### RECORDED DATA

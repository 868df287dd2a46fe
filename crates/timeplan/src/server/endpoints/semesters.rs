use axum::{
    extract::{Query, State},
    http::StatusCode,
    response::{IntoResponse, Response},
    Json,
};
use serde::Deserialize;
use serde_json::json;
use std::sync::Arc;
use tracing::{error, info};

use crate::server::types::planner_error_to_response;
use crate::types::AppState;

#[derive(Debug, Deserialize)]
pub struct UserParams {
    pub user_id: String,
}

#[derive(Debug, Deserialize)]
pub struct CreateSemesterRequest {
    pub user_id: String,
    pub name: String,
}

/// GET /semesters?user_id=...
pub async fn get_semesters(
    State(s): State<Arc<AppState>>,
    Query(params): Query<UserParams>,
) -> Response {
    info!("GET /semesters for user {}", params.user_id);

    match s.db.semesters_for_user(&params.user_id) {
        Ok(semesters) => (StatusCode::OK, Json(semesters)).into_response(),
        Err(e) => {
            error!("Failed to list semesters: {}", e);
            planner_error_to_response(e)
        }
    }
}

/// POST /semesters
/// Creates a semester; semester names are unique per user, so a duplicate
/// yields 409.
pub async fn post_create_semester(
    State(s): State<Arc<AppState>>,
    Json(req): Json<CreateSemesterRequest>,
) -> Response {
    info!("POST /semesters - {:?} for user {}", req.name, req.user_id);

    match s.db.create_semester(&req.user_id, &req.name) {
        Ok(semester_id) => (
            StatusCode::CREATED,
            Json(json!({ "semester_id": semester_id })),
        )
            .into_response(),
        Err(e) => {
            error!("Failed to create semester: {}", e);
            planner_error_to_response(e)
        }
    }
}
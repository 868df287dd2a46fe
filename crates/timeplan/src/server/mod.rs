use std::sync::Arc;

use axum::routing::{delete, get, post};
use axum::Router;

use crate::server::endpoints::{catalog, courses, credits, schedule, semesters, status};
use crate::types::AppState;

mod endpoints;
pub mod types;

/// Creates a router that can be used by `axum`.
///
/// # Parameters
/// - `app_state`: The app server state.
///
/// # Returns
/// The router.
pub fn create_router(app_state: Arc<AppState>) -> Router {
    // Per-semester planner routes; check and commit are separate endpoints
    let semester_router = Router::new()
        .route(
            "/semesters",
            get(semesters::get_semesters).post(semesters::post_create_semester),
        )
        .route(
            "/semesters/:semester_id/courses",
            get(courses::get_courses).post(courses::post_add_course),
        )
        .route(
            "/semesters/:semester_id/courses/check",
            post(courses::post_check_course),
        )
        .route("/courses/:course_id", delete(courses::delete_course));

    Router::new()
        .route("/health", get(status::get_health))
        .route("/schedule/parse", post(schedule::post_parse_schedule))
        .route("/catalog/:term/search", get(catalog::get_search))
        .route("/catalog/:term/invalidate", post(catalog::post_invalidate))
        .route("/credits", get(credits::get_credits))
        .merge(semester_router)
        .with_state(app_state)
}
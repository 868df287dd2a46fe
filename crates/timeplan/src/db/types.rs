/// Database types for planner data
use crate::schedule::{DayOfWeek, Meeting};
use chrono::NaiveTime;
use serde::Serialize;

#[derive(Debug, Clone, Serialize)]
pub struct StoredSemester {
    pub semester_id: i64,
    pub user_id: String,
    pub name: String,
}

/// A course as persisted in the planner database.
///
/// `day` holds the single-character day token ('월'..'일'), or an empty
/// string for courses with no grid placement (cyber lectures). Times are
/// "HH:MM" text; blank when unplaced.
#[derive(Debug, Clone, Serialize)]
pub struct StoredCourse {
    pub course_id: i64,
    pub semester_id: i64,
    pub user_id: String,
    pub name: String,
    pub professor: Option<String>,
    pub location: Option<String>,
    pub day: String,
    pub start_time: String,
    pub end_time: String,
    pub color: String,
    pub credits: f64,
}

/// Fields for inserting a new course row.
#[derive(Debug, Clone)]
pub struct NewCourse {
    pub semester_id: i64,
    pub user_id: String,
    pub name: String,
    pub professor: Option<String>,
    pub location: Option<String>,
    pub day: String,
    pub start_time: String,
    pub end_time: String,
    pub color: String,
    pub credits: f64,
}

impl Meeting for StoredCourse {
    fn day(&self) -> Option<DayOfWeek> {
        self.day.chars().next().and_then(DayOfWeek::from_token)
    }

    fn start_time(&self) -> Option<NaiveTime> {
        NaiveTime::parse_from_str(&self.start_time, "%H:%M").ok()
    }

    fn end_time(&self) -> Option<NaiveTime> {
        NaiveTime::parse_from_str(&self.end_time, "%H:%M").ok()
    }
}
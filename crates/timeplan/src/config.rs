/// Configuration for the planner server
use crate::error::PlannerError;
use crate::schedule::PeriodTable;
use serde::{Deserialize, Serialize};
use std::fs;
use std::path::{Path, PathBuf};
use tracing::warn;

/// Top-level planner configuration, loaded from a JSON file.
///
/// Every field has a default so a partial (or absent) config file works.
#[derive(Debug, Clone, Serialize, Deserialize)]
#[serde(default)]
pub struct PlannerConfig {
    /// Address the API server binds to
    pub bind_address: String,
    pub port: u16,
    /// Path to the SQLite database file
    pub db_path: String,
    /// Directory containing per-term catalog CSV exports (`<term>.csv`)
    pub catalog_dir: PathBuf,
    /// Credits required for graduation
    pub graduation_credits: f64,
    /// Institutional period-to-clock-time convention
    pub period_table: PeriodTable,
}

impl Default for PlannerConfig {
    fn default() -> Self {
        PlannerConfig {
            bind_address: "127.0.0.1".to_string(),
            port: 3001,
            db_path: "planner.sqlite".to_string(),
            catalog_dir: PathBuf::from("catalogs"),
            graduation_credits: 120.0,
            period_table: PeriodTable::default(),
        }
    }
}

impl PlannerConfig {
    /// Loads the configuration from a JSON file.
    pub fn load_from_file(path: &Path) -> Result<Self, PlannerError> {
        let content = fs::read_to_string(path)?;
        let config: PlannerConfig =
            serde_json::from_str(&content).map_err(|e| PlannerError::Config {
                message: format!("{}: {}", path.display(), e),
            })?;
        Ok(config)
    }

    /// Loads from `path` if given, falling back to defaults when no path is
    /// supplied or the file does not exist. A file that exists but fails to
    /// parse is still an error.
    pub fn load_or_default(path: Option<&Path>) -> Result<Self, PlannerError> {
        match path {
            Some(p) if p.exists() => Self::load_from_file(p),
            Some(p) => {
                warn!("Config file {} not found, using defaults", p.display());
                Ok(Self::default())
            }
            None => Ok(Self::default()),
        }
    }
}

#[cfg(test)]
mod tests {
    use super::*;

    #[test]
    fn test_defaults() {
        let config = PlannerConfig::default();
        assert_eq!(config.graduation_credits, 120.0);
        assert_eq!(config.period_table.start_hour, 9);
        assert_eq!(config.port, 3001);
    }

    #[test]
    fn test_partial_config_fills_defaults() {
        let config: PlannerConfig =
            serde_json::from_str(r#"{"port": 9000, "period_table": {"start_hour": 8}}"#).unwrap();
        assert_eq!(config.port, 9000);
        assert_eq!(config.period_table.start_hour, 8);
        // untouched fields keep defaults
        assert_eq!(config.period_table.period_minutes, 60);
        assert_eq!(config.db_path, "planner.sqlite");
    }

    #[test]
    fn test_missing_file_falls_back_to_defaults() {
        let config =
            PlannerConfig::load_or_default(Some(Path::new("/nonexistent/timeplan.json"))).unwrap();
        assert_eq!(config.graduation_credits, 120.0);
    }
}
//! The institutional period-to-clock-time convention.

use chrono::NaiveTime;
use serde::{Deserialize, Serialize};

/// Maps class period indices (1, 2, 3, ...) to wall-clock intervals.
///
/// The observed convention is period 1 starting at 09:00 with one-hour
/// periods, but the mapping varies by institution, so it is configuration
/// passed into the parser rather than a constant.
#[derive(Debug, Clone, PartialEq, Serialize, Deserialize)]
#[serde(default)]
pub struct PeriodTable {
    /// Hour of day at which period 1 begins.
    pub start_hour: u32,
    /// Length of one period in minutes.
    pub period_minutes: u32,
    /// Number of periods in the academic day.
    pub period_count: u32,
}

impl Default for PeriodTable {
    fn default() -> Self {
        PeriodTable {
            start_hour: 9,
            period_minutes: 60,
            period_count: 12,
        }
    }
}

impl PeriodTable {
    /// Start of the given 1-based period, or `None` if the period is
    /// outside the table or would run past midnight.
    pub fn start_of(&self, period: u32) -> Option<NaiveTime> {
        if period == 0 || period > self.period_count {
            return None;
        }
        self.at_offset((period - 1) * self.period_minutes)
    }

    /// End of the given 1-based period.
    pub fn end_of(&self, period: u32) -> Option<NaiveTime> {
        if period == 0 || period > self.period_count {
            return None;
        }
        self.at_offset(period * self.period_minutes)
    }

    fn at_offset(&self, minutes: u32) -> Option<NaiveTime> {
        let total = self.start_hour * 60 + minutes;
        NaiveTime::from_hms_opt(total / 60, total % 60, 0)
    }
}

#[cfg(test)]
mod tests {
    use super::*;

    fn hm(h: u32, m: u32) -> NaiveTime {
        NaiveTime::from_hms_opt(h, m, 0).unwrap()
    }

    #[test]
    fn test_default_table_matches_convention() {
        let table = PeriodTable::default();
        assert_eq!(table.start_of(1), Some(hm(9, 0)));
        assert_eq!(table.end_of(1), Some(hm(10, 0)));
        assert_eq!(table.start_of(2), Some(hm(10, 0)));
        assert_eq!(table.end_of(3), Some(hm(12, 0)));
        assert_eq!(table.start_of(12), Some(hm(20, 0)));
        assert_eq!(table.end_of(12), Some(hm(21, 0)));
    }

    #[test]
    fn test_out_of_range_periods() {
        let table = PeriodTable::default();
        assert_eq!(table.start_of(0), None);
        assert_eq!(table.start_of(13), None);
        assert_eq!(table.end_of(99), None);
    }

    #[test]
    fn test_custom_table() {
        // 50-minute periods starting at 08:00
        let table = PeriodTable {
            start_hour: 8,
            period_minutes: 50,
            period_count: 10,
        };
        assert_eq!(table.start_of(1), Some(hm(8, 0)));
        assert_eq!(table.end_of(1), Some(hm(8, 50)));
        assert_eq!(table.start_of(3), Some(hm(9, 40)));
    }

    #[test]
    fn test_past_midnight_is_rejected() {
        let table = PeriodTable {
            start_hour: 22,
            period_minutes: 60,
            period_count: 5,
        };
        assert_eq!(table.start_of(1), Some(hm(22, 0)));
        assert_eq!(table.end_of(2), None);
    }
}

### WORK ORDER
Take the stretch of lines above from the one containing "impl Meeting for" through the one containing "the planner server" and repeat it exactly, adding no other line.

### ANSWER TO THIS PROBLEM
impl Meeting for StoredCourse {
    fn day(&self) -> Option<DayOfWeek> {
        self.day.chars().next().and_then(DayOfWeek::from_token)
    }

    fn start_time(&self) -> Option<NaiveTime> {
        NaiveTime::parse_from_str(&self.start_time, "%H:%M").ok()
    }

    fn end_time(&self) -> Option<NaiveTime> {
        NaiveTime::parse_from_str(&self.end_time, "%H:%M").ok()
    }
}
filename crates/timeplan/src/config.rs
/// Configuration for the planner server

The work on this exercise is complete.